*Provided data*
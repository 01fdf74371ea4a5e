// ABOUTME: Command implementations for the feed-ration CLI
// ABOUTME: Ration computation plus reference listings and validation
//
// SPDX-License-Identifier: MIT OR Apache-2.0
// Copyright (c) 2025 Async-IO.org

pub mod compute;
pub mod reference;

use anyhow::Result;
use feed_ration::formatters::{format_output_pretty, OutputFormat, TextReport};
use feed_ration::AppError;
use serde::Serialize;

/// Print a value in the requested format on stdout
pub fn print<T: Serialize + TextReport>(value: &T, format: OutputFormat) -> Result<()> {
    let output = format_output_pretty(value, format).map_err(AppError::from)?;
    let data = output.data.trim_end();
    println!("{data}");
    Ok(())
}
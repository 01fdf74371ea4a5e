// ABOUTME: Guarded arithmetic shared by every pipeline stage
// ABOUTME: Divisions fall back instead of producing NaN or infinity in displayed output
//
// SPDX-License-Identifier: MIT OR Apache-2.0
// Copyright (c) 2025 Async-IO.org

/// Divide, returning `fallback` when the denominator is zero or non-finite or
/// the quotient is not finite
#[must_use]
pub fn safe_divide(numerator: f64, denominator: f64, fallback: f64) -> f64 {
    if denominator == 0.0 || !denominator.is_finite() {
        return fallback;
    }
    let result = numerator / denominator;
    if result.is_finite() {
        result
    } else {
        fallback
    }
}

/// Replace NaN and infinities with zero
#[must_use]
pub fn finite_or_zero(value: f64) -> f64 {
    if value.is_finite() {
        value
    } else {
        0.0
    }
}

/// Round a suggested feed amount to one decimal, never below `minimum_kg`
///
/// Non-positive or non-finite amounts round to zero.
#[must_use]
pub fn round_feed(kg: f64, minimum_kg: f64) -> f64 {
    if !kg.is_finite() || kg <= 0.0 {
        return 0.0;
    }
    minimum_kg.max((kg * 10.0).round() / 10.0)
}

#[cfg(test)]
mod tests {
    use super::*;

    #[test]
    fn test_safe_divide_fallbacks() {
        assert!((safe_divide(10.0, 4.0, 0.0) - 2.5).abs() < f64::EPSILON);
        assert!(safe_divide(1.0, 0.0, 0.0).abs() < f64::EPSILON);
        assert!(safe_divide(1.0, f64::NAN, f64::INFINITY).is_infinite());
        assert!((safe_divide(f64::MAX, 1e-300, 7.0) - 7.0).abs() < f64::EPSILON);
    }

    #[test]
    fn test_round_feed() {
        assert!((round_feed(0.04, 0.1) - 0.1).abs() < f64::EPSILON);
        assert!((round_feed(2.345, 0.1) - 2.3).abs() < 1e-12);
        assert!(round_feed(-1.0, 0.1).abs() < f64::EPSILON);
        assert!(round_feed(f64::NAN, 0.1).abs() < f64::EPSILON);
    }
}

*Aim of the task*
I need every line of the data that has the word "numerator"; please list them.

*Written response*
pub fn safe_divide(numerator: f64, denominator: f64, fallback: f64) -> f64 {
    let result = numerator / denominator;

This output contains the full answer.